------ Records ------

//! Route file configuration: the declarative `{pattern, role, stacks?,
//! accept?}` tuples that classify files encountered while walking a route
//! directory.

/// One recognized filename and how it binds into a route node.
#[derive(Clone, Copy, Debug)]
pub struct RoutePattern {
    /// The exact filename this pattern matches, e.g. `"page.tsx"`.
    pub filename: &'static str,
    /// The slot key this file is bound to in the node's `names`/`stacks`
    /// map, e.g. `"page"`, `"layout"`, `"handler"`.
    pub slot: &'static str,
    /// Whether a node carrying this slot becomes `accept`-eligible.
    pub accept: bool,
    /// Whether this slot accumulates an ordered sequence inherited from
    /// ancestors (`stacks`) or holds a single scalar file reference
    /// (`names`).
    pub stacks: bool,
}

/// A named collection of [`RoutePattern`]s, one per route-file convention
/// recognized under a given root (pages vs. API).
#[derive(Clone, Copy, Debug)]
pub struct RouteFileConfig {
    pub patterns: &'static [RoutePattern],
}

impl RouteFileConfig {
    pub fn match_filename(&self, filename: &str) -> Option<&'static RoutePattern> {
        self.patterns.iter().find(|p| p.filename == filename)
    }
}

/// `page.tsx` → page + accept, `layout.tsx` → stack, `guard.ts` → stack,
/// `head.ts` → stack, `middleware.ts` → scalar.
pub fn page_config() -> RouteFileConfig {
    const PATTERNS: &[RoutePattern] = &[
        RoutePattern {
            filename: "page.tsx",
            slot: "page",
            accept: true,
            stacks: false,
        },
        RoutePattern {
            filename: "layout.tsx",
            slot: "layout",
            accept: false,
            stacks: true,
        },
        RoutePattern {
            filename: "guard.ts",
            slot: "guard",
            accept: false,
            stacks: true,
        },
        RoutePattern {
            filename: "head.ts",
            slot: "heads",
            accept: false,
            stacks: true,
        },
        RoutePattern {
            filename: "middleware.ts",
            slot: "middleware",
            accept: false,
            stacks: false,
        },
    ];
    RouteFileConfig { patterns: PATTERNS }
}

/// `route.ts` → handler + accept, `middleware.ts` → stack.
pub fn api_config() -> RouteFileConfig {
    const PATTERNS: &[RoutePattern] = &[
        RoutePattern {
            filename: "route.ts",
            slot: "handler",
            accept: true,
            stacks: false,
        },
        RoutePattern {
            filename: "middleware.ts",
            slot: "middleware",
            accept: false,
            stacks: true,
        },
    ];
    RouteFileConfig { patterns: PATTERNS }
}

------

What's wanted is each line above, transcribed with nothing altered.

## Written reply
//! Route file configuration: the declarative `{pattern, role, stacks?,
//! accept?}` tuples that classify files encountered while walking a route
//! directory.

/// One recognized filename and how it binds into a route node.
#[derive(Clone, Copy, Debug)]
pub struct RoutePattern {
    /// The exact filename this pattern matches, e.g. `"page.tsx"`.
    pub filename: &'static str,
    /// The slot key this file is bound to in the node's `names`/`stacks`
    /// map, e.g. `"page"`, `"layout"`, `"handler"`.
    pub slot: &'static str,
    /// Whether a node carrying this slot becomes `accept`-eligible.
    pub accept: bool,
    /// Whether this slot accumulates an ordered sequence inherited from
    /// ancestors (`stacks`) or holds a single scalar file reference
    /// (`names`).
    pub stacks: bool,
}

/// A named collection of [`RoutePattern`]s, one per route-file convention
/// recognized under a given root (pages vs. API).
#[derive(Clone, Copy, Debug)]
pub struct RouteFileConfig {
    pub patterns: &'static [RoutePattern],
}

impl RouteFileConfig {
    pub fn match_filename(&self, filename: &str) -> Option<&'static RoutePattern> {
        self.patterns.iter().find(|p| p.filename == filename)
    }
}

/// `page.tsx` → page + accept, `layout.tsx` → stack, `guard.ts` → stack,
/// `head.ts` → stack, `middleware.ts` → scalar.
pub fn page_config() -> RouteFileConfig {
    const PATTERNS: &[RoutePattern] = &[
        RoutePattern {
            filename: "page.tsx",
            slot: "page",
            accept: true,
            stacks: false,
        },
        RoutePattern {
            filename: "layout.tsx",
            slot: "layout",
            accept: false,
            stacks: true,
        },
        RoutePattern {
            filename: "guard.ts",
            slot: "guard",
            accept: false,
            stacks: true,
        },
        RoutePattern {
            filename: "head.ts",
            slot: "heads",
            accept: false,
            stacks: true,
        },
        RoutePattern {
            filename: "middleware.ts",
            slot: "middleware",
            accept: false,
            stacks: false,
        },
    ];
    RouteFileConfig { patterns: PATTERNS }
}

/// `route.ts` → handler + accept, `middleware.ts` → stack.
pub fn api_config() -> RouteFileConfig {
    const PATTERNS: &[RoutePattern] = &[
        RoutePattern {
            filename: "route.ts",
            slot: "handler",
            accept: true,
            stacks: false,
        },
        RoutePattern {
            filename: "middleware.ts",
            slot: "middleware",
            accept: false,
            stacks: true,
        },
    ];
    RouteFileConfig { patterns: PATTERNS }
}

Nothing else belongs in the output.